You can find the code for this part of the project in XGBoost folder. The sequences used for training and testing, that were found by using the procedure explained in the previous section, can be found within the data folder, specifically:
- off_sequences.txt and on_sequences.txt files that contain consensus sequences belonging to OFF cluster (37 in total) and ON cluster (81 in total).
To reproduce the reported results, the folder structure provided should be perserved. The model was implemented in the xgboost_training.ipynb file, and can be reproduced by running the notebook.
You can find the code for this part of the project in BERT classifier folder. Resulting sequences obtained by following the procedure explained in the previous section, can be found within the data folder, specifically:
- all_train.csv and all_test.csv files containt training and test data for the auxiliary task (masked language model problem) on the protein sequences
- all_off_sequences_v2.txt and all_on_sequences.txt files contain all sequences belonging to OFF cluster (3950 in total) and all sequences belonging to ON cluster (105 in total)
- off_sequences_v2.txt and on_sequences_v2.txt files that contain consensus sequences belonging to OFF cluster (28 in total) and ON cluster (19 in total).

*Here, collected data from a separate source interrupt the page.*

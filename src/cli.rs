use chrono::NaiveDate;
use humantime::parse_duration;
use std::path::PathBuf;
use std::str::FromStr;
use std::time::Duration;
use structopt::StructOpt;

/// Filters shared by every report command.
#[derive(Debug, StructOpt)]
pub struct FilterOptions {
    /// Only tasks whose assignee or participants contain this name (ignoring case).
    #[structopt(short, long)]
    pub name: Option<String>,

    /// Leave task descriptions out of the report.
    #[structopt(long)]
    pub no_description: bool,

    /// Keep tasks whose title starts with "Email:".
    #[structopt(long)]
    pub include_email: bool,
}

#[derive(Debug, StructOpt)]
pub enum Command {
    /// Report tasks due between two dates, both included.
    Range {
        /// First day (YYYY-MM-DD). Defaults to today minus the lookback.
        #[structopt(long, parse(try_from_str = parse_date))]
        from: Option<NaiveDate>,

        /// Last day (YYYY-MM-DD). Defaults to today.
        #[structopt(long, parse(try_from_str = parse_date))]
        to: Option<NaiveDate>,

        /// How far back the default first day is (parse_duration, whole days)
        #[structopt(long, default_value = "30days", parse(try_from_str = parse_duration))]
        lookback: Duration,

        #[structopt(flatten)]
        filter: FilterOptions,
    },
    /// Report tasks due in one calendar month.
    Month {
        /// Month number, 1 to 12.
        #[structopt(parse(try_from_str = parse_month))]
        month: u32,

        year: i32,

        #[structopt(flatten)]
        filter: FilterOptions,
    },
}

impl Command {
    pub fn filter_options(&self) -> &FilterOptions {
        match self {
            Command::Range { filter, .. } => filter,
            Command::Month { filter, .. } => filter,
        }
    }
}

#[derive(Debug, Clone, Copy, PartialEq, Eq)]
pub enum OutputFormat {
    Text,
    Table,
}

impl FromStr for OutputFormat {
    type Err = String;

    fn from_str(s: &str) -> Result<Self, Self::Err> {
        match s {
            "text" => Ok(OutputFormat::Text),
            "table" => Ok(OutputFormat::Table),
            other => Err(format!("unknown format '{}'", other)),
        }
    }
}

#[derive(Debug, StructOpt)]
#[structopt(
    name = "tareas",
    about = "Filtered reports from a team task spreadsheet."
)]
pub struct CommandLineArgs {
    #[structopt(subcommand)]
    pub action: Command,

    /// Use a different tasks file: an .xlsx, .xls or .ods workbook, or CSV.
    #[structopt(parse(from_os_str), short = "f", long)]
    pub tasks_file: Option<PathBuf>,

    /// Write the report to this file instead of standard output.
    #[structopt(parse(from_os_str), short, long)]
    pub output: Option<PathBuf>,

    /// Field separator when the tasks file is delimited text.
    #[structopt(short, long, default_value = ",", parse(try_from_str = parse_delimiter))]
    pub delimiter: u8,

    /// Report layout.
    #[structopt(long, default_value = "text", possible_values = &["text", "table"])]
    pub format: OutputFormat,

    /// Log more (-v info, -vv debug, -vvv trace).
    #[structopt(short, long, parse(from_occurrences))]
    pub verbose: u8,
}

fn parse_date(s: &str) -> Result<NaiveDate, chrono::ParseError> {
    NaiveDate::parse_from_str(s, "%Y-%m-%d")
}

fn parse_month(s: &str) -> Result<u32, String> {
    match s.parse::<u32>() {
        Ok(month) if (1..=12).contains(&month) => Ok(month),
        _ => Err(format!("'{}' is not a month between 1 and 12", s)),
    }
}

fn parse_delimiter(s: &str) -> Result<u8, String> {
    match s {
        "tab" | "\\t" => Ok(b'\t'),
        _ if s.len() == 1 && s.is_ascii() => Ok(s.as_bytes()[0]),
        _ => Err(format!("'{}' is not a single ASCII character", s)),
    }
}
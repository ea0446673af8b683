use chrono::Local;
use log::LevelFilter;
use structopt::StructOpt;

use tareas::cli::CommandLineArgs;
use tareas::interface;

/// Warnings only unless asked for more with -v.
fn log_level(verbose: u8) -> LevelFilter {
    match verbose {
        0 => LevelFilter::Warn,
        1 => LevelFilter::Info,
        2 => LevelFilter::Debug,
        _ => LevelFilter::Trace,
    }
}

fn main() -> anyhow::Result<()> {
    // Get the command-line arguments.
    let args = CommandLineArgs::from_args();

    env_logger::Builder::new()
        .filter_level(log_level(args.verbose))
        .init();

    interface::run(args, Local::now().date_naive())
}
use chrono::{Datelike, Duration, NaiveDate, NaiveDateTime};

/// Title prefix marking a row as a logged email rather than actual work.
pub const EMAIL_PREFIX: &str = "Email:";

/// How far back the default report window reaches.
pub const DEFAULT_LOOKBACK_DAYS: i64 = 30;

/// A single task, loaded from one row of the task spreadsheet.
#[derive(Debug, Clone, PartialEq)]
pub struct TaskRecord {
    pub id: i64,
    pub title: String,
    pub description: Option<String>,
    /// None when the spreadsheet cell could not be parsed.
    pub due_date: Option<NaiveDateTime>,
    pub assignee: Option<String>,
    pub participants: Option<String>,
}

impl TaskRecord {
    pub fn new(id: i64, title: &str, due_date: Option<NaiveDateTime>) -> Self {
        TaskRecord {
            id,
            title: title.to_string(),
            description: None,
            due_date,
            assignee: None,
            participants: None,
        }
    }

    /// Whether the row logs an email exchange instead of describing a task.
    pub fn is_email_entry(&self) -> bool {
        self.title.starts_with(EMAIL_PREFIX)
    }
}

/// The window of due dates a report covers.
#[derive(Debug, Clone, Copy, PartialEq, Eq)]
pub enum Period {
    /// Calendar dates, both ends included.
    Range { start: NaiveDate, end: NaiveDate },
    /// One calendar month.
    Month { month: u32, year: i32 },
}

impl Period {
    /// The `lookback` days up to and including `today`.
    pub fn trailing(today: NaiveDate, lookback: Duration) -> Period {
        Period::between(None, None, today, lookback)
    }

    /// A range whose missing bounds fall back to the trailing window:
    /// `today - lookback` for the start, `today` for the end.
    pub fn between(
        start: Option<NaiveDate>,
        end: Option<NaiveDate>,
        today: NaiveDate,
        lookback: Duration,
    ) -> Period {
        let start = start.unwrap_or_else(|| {
            today.checked_sub_signed(lookback).unwrap_or(NaiveDate::MIN)
        });
        Period::Range {
            start,
            end: end.unwrap_or(today),
        }
    }

    pub fn contains(&self, due_date: &NaiveDateTime) -> bool {
        match *self {
            Period::Range { start, end } => {
                let day = due_date.date();
                start <= day && day <= end
            }
            Period::Month { month, year } => due_date.month() == month && due_date.year() == year,
        }
    }
}

/// What a report selects and how it renders each task.
#[derive(Debug, Clone, PartialEq)]
pub struct Criteria {
    pub period: Period,
    /// Matched against both the assignee and the participants.
    pub name: Option<String>,
    pub include_description: bool,
    pub exclude_email_entries: bool,
}

impl Criteria {
    /// Criteria for `period` with the report defaults: descriptions shown,
    /// email entries hidden, no name filter.
    pub fn new(period: Period) -> Self {
        Criteria {
            period,
            name: None,
            include_description: true,
            exclude_email_entries: true,
        }
    }

    /// The default report: the last `DEFAULT_LOOKBACK_DAYS` days up to `today`.
    pub fn recent(today: NaiveDate) -> Self {
        Criteria::new(Period::trailing(today, Duration::days(DEFAULT_LOOKBACK_DAYS)))
    }

    /// True when no name filter is active, or when the name appears
    /// (ignoring case) in the assignee or in the participants.
    pub fn matches_name(&self, task: &TaskRecord) -> bool {
        let needle = match self.name.as_deref() {
            Some(name) if !name.is_empty() => name.to_lowercase(),
            _ => return true,
        };
        contains_ignore_case(task.assignee.as_deref(), &needle)
            || contains_ignore_case(task.participants.as_deref(), &needle)
    }
}

// `needle` is expected to be lowercased already.
fn contains_ignore_case(haystack: Option<&str>, needle: &str) -> bool {
    match haystack {
        Some(text) => text.to_lowercase().contains(needle),
        None => false,
    }
}
use super::common::{
    created_response, map_service_error, success_response, validate_input, PaginatedResponse,
    PaginationParams,
};
use crate::{
    auth::{AuthenticatedUser, Role},
    entities::stock_transfer::TransferStatus,
    errors::ApiError,
    handlers::AppState,
    services::stock_transfers::NewTransfer,
};
use axum::{
    extract::{Json, Path, Query, State},
    response::Response,
    routing::{get, post},
    Router,
};
use rust_decimal::Decimal;
use serde::{Deserialize, Serialize};
use utoipa::ToSchema;
use validator::Validate;

#[derive(Debug, Serialize, Deserialize, Validate, ToSchema)]
pub struct CreateTransferRequest {
    pub product_id: i64,
    pub from_store_id: i64,
    pub to_store_id: i64,
    #[validate(range(min = 1))]
    pub quantity: i32,
    pub buying_price: Decimal,
    pub selling_price: Decimal,
}

#[derive(Debug, Serialize, Deserialize, Validate, ToSchema)]
pub struct UpdateTransferStatusRequest {
    pub status: TransferStatus,
}

#[derive(Debug, Deserialize)]
pub struct ListQuery {
    pub status: Option<TransferStatus>,
    #[serde(flatten)]
    pub pagination: PaginationParams,
}

#[utoipa::path(
    post,
    path = "/api/v1/stock-transfers",
    request_body = CreateTransferRequest,
    responses(
        (status = 201, description = "Transfer created as pending"),
        (status = 400, description = "Invalid request", body = crate::errors::ErrorResponse)
    ),
    tag = "stock-transfers"
)]
pub async fn create_transfer(
    State(state): State<AppState>,
    user: AuthenticatedUser,
    Json(payload): Json<CreateTransferRequest>,
) -> Result<Response, ApiError> {
    validate_input(&payload)?;
    user.require_role(Role::Admin).map_err(map_service_error)?;
    // The sending store initiates the transfer.
    user.ensure_store_scope(&*state.db, payload.from_store_id)
        .await
        .map_err(map_service_error)?;

    let row = state
        .services
        .stock_transfers
        .create(
            user.user_id,
            NewTransfer {
                product_id: payload.product_id,
                from_store_id: payload.from_store_id,
                to_store_id: payload.to_store_id,
                quantity: payload.quantity,
                buying_price: payload.buying_price,
                selling_price: payload.selling_price,
            },
        )
        .await
        .map_err(map_service_error)?;
    Ok(created_response(row))
}

#[utoipa::path(
    get,
    path = "/api/v1/stock-transfers/{id}",
    params(("id" = i64, Path, description = "Transfer ID")),
    responses(
        (status = 200, description = "Transfer fetched"),
        (status = 404, description = "Not found", body = crate::errors::ErrorResponse)
    ),
    tag = "stock-transfers"
)]
pub async fn get_transfer(
    State(state): State<AppState>,
    user: AuthenticatedUser,
    Path(id): Path<i64>,
) -> Result<Response, ApiError> {
    let row = state
        .services
        .stock_transfers
        .get(id)
        .await
        .map_err(map_service_error)?;
    // Either end of the transfer may look at it.
    let from_scope = user.ensure_store_scope(&*state.db, row.from_store_id).await;
    if from_scope.is_err() {
        user.ensure_store_scope(&*state.db, row.to_store_id)
            .await
            .map_err(map_service_error)?;
    }
    Ok(success_response(row))
}

#[utoipa::path(
    get,
    path = "/api/v1/stock-transfers/stores/{store_id}",
    params(
        ("store_id" = i64, Path, description = "Store ID"),
        ("status" = Option<String>, Query, description = "Filter by status"),
        PaginationParams
    ),
    responses((status = 200, description = "Transfers touching the store, either direction")),
    tag = "stock-transfers"
)]
pub async fn list_transfers(
    State(state): State<AppState>,
    user: AuthenticatedUser,
    Path(store_id): Path<i64>,
    Query(query): Query<ListQuery>,
) -> Result<Response, ApiError> {
    user.ensure_store_scope(&*state.db, store_id)
        .await
        .map_err(map_service_error)?;
    let page = query.pagination.page();
    let per_page = query.pagination.per_page();
    let (rows, total) = state
        .services
        .stock_transfers
        .list_for_store(store_id, query.status, page, per_page)
        .await
        .map_err(map_service_error)?;
    Ok(success_response(PaginatedResponse::new(
        rows, page, per_page, total,
    )))
}

#[utoipa::path(
    post,
    path = "/api/v1/stock-transfers/{id}/status",
    params(("id" = i64, Path, description = "Transfer ID")),
    request_body = UpdateTransferStatusRequest,
    responses(
        (status = 200, description = "Status changed; completion moves stock between stores"),
        (status = 409, description = "Transition not allowed", body = crate::errors::ErrorResponse),
        (status = 422, description = "Source store has insufficient stock", body = crate::errors::ErrorResponse)
    ),
    tag = "stock-transfers"
)]
pub async fn update_transfer_status(
    State(state): State<AppState>,
    user: AuthenticatedUser,
    Path(id): Path<i64>,
    Json(payload): Json<UpdateTransferStatusRequest>,
) -> Result<Response, ApiError> {
    user.require_role(Role::Admin).map_err(map_service_error)?;
    let row = state
        .services
        .stock_transfers
        .get(id)
        .await
        .map_err(map_service_error)?;
    user.ensure_store_scope(&*state.db, row.from_store_id)
        .await
        .map_err(map_service_error)?;

    let row = state
        .services
        .stock_transfers
        .update_status(user.user_id, id, payload.status)
        .await
        .map_err(map_service_error)?;
    Ok(success_response(row))
}

pub fn stock_transfer_routes() -> Router<AppState> {
    Router::new()
        .route("/", post(create_transfer))
        .route("/:id", get(get_transfer))
        .route("/:id/status", post(update_transfer_status))
        .route("/stores/:store_id", get(list_transfers))
}
use super::common::{map_service_error, success_response};
use crate::{auth::AuthenticatedUser, errors::ApiError, handlers::AppState};
use axum::{
    extract::{Path, Query, State},
    response::Response,
    routing::{get, post},
    Router,
};
use serde::{Deserialize, Serialize};
use utoipa::ToSchema;

#[derive(Debug, Deserialize)]
pub struct ListNotificationsQuery {
    #[serde(default)]
    pub unread_only: bool,
    #[serde(default)]
    pub skip: u64,
    #[serde(default = "default_limit")]
    pub limit: u64,
}

fn default_limit() -> u64 {
    50
}

#[derive(Debug, Serialize, ToSchema)]
pub struct UnreadCountResponse {
    pub unread: u64,
}

#[derive(Debug, Serialize, ToSchema)]
pub struct MarkAllReadResponse {
    pub marked: u64,
}

#[utoipa::path(
    get,
    path = "/api/v1/notifications",
    params(
        ("unread_only" = Option<bool>, Query, description = "Only unread notifications"),
        ("skip" = Option<u64>, Query, description = "Offset"),
        ("limit" = Option<u64>, Query, description = "Max rows returned")
    ),
    responses((status = 200, description = "Caller's notifications, newest first")),
    tag = "notifications"
)]
pub async fn list_notifications(
    State(state): State<AppState>,
    user: AuthenticatedUser,
    Query(query): Query<ListNotificationsQuery>,
) -> Result<Response, ApiError> {
    let rows = state
        .services
        .notifications
        .list_for_user(user.user_id, query.unread_only, query.skip, query.limit)
        .await
        .map_err(map_service_error)?;
    Ok(success_response(rows))
}

#[utoipa::path(
    get,
    path = "/api/v1/notifications/unread-count",
    responses((status = 200, description = "Unread count", body = UnreadCountResponse)),
    tag = "notifications"
)]
pub async fn unread_count(
    State(state): State<AppState>,
    user: AuthenticatedUser,
) -> Result<Response, ApiError> {
    let unread = state
        .services
        .notifications
        .unread_count(user.user_id)
        .await
        .map_err(map_service_error)?;
    Ok(success_response(UnreadCountResponse { unread }))
}

#[utoipa::path(
    post,
    path = "/api/v1/notifications/{id}/read",
    params(("id" = i64, Path, description = "Notification ID")),
    responses(
        (status = 200, description = "Notification marked read"),
        (status = 403, description = "Notification belongs to another user", body = crate::errors::ErrorResponse),
        (status = 404, description = "Not found", body = crate::errors::ErrorResponse)
    ),
    tag = "notifications"
)]
pub async fn mark_read(
    State(state): State<AppState>,
    user: AuthenticatedUser,
    Path(id): Path<i64>,
) -> Result<Response, ApiError> {
    let row = state
        .services
        .notifications
        .mark_read(user.user_id, id)
        .await
        .map_err(map_service_error)?;
    Ok(success_response(row))
}

#[utoipa::path(
    post,
    path = "/api/v1/notifications/read-all",
    responses((status = 200, description = "All notifications marked read", body = MarkAllReadResponse)),
    tag = "notifications"
)]
pub async fn mark_all_read(
    State(state): State<AppState>,
    user: AuthenticatedUser,
) -> Result<Response, ApiError> {
    let marked = state
        .services
        .notifications
        .mark_all_read(user.user_id)
        .await
        .map_err(map_service_error)?;
    Ok(success_response(MarkAllReadResponse { marked }))
}

pub fn notification_routes() -> Router<AppState> {
    Router::new()
        .route("/", get(list_notifications))
        .route("/unread-count", get(unread_count))
        .route("/:id/read", post(mark_read))
        .route("/read-all", post(mark_all_read))
}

Folder also contains subfolder utils that stores all the necessary .py files, as well as run.py file that can be used to perform hyperparameter tuning. Additionally, there is .ipynb that can be used for displaying accuracies and learning curves for the classifier obtained by the hyperparameter tuning.
In order to reproduce our results in terms of hyperparameter tuning, you should preserve the folder structure provided. If you want to change type of the sequences for which you are performing hyperparameter tuning (balanced or consensus), modify variables OFF_SEQUENCES_PATH and ON_SEQUENCES_PATH according to the explanation provided in the form of comments in the run.py file. For the coarser grid search, refer to the section commented with Grid search parameters in the train_main_loop() function, within run.py file. After all this adjustments according to your needs, you can run the file by command:
bash python run.py
Regrading the .ipynb Notebook, it is inteded for running on the Google Colab, since it requires GPU's for the faster execution. For this purpose, upload data and utils folders to your Google Drive and then just run the cells.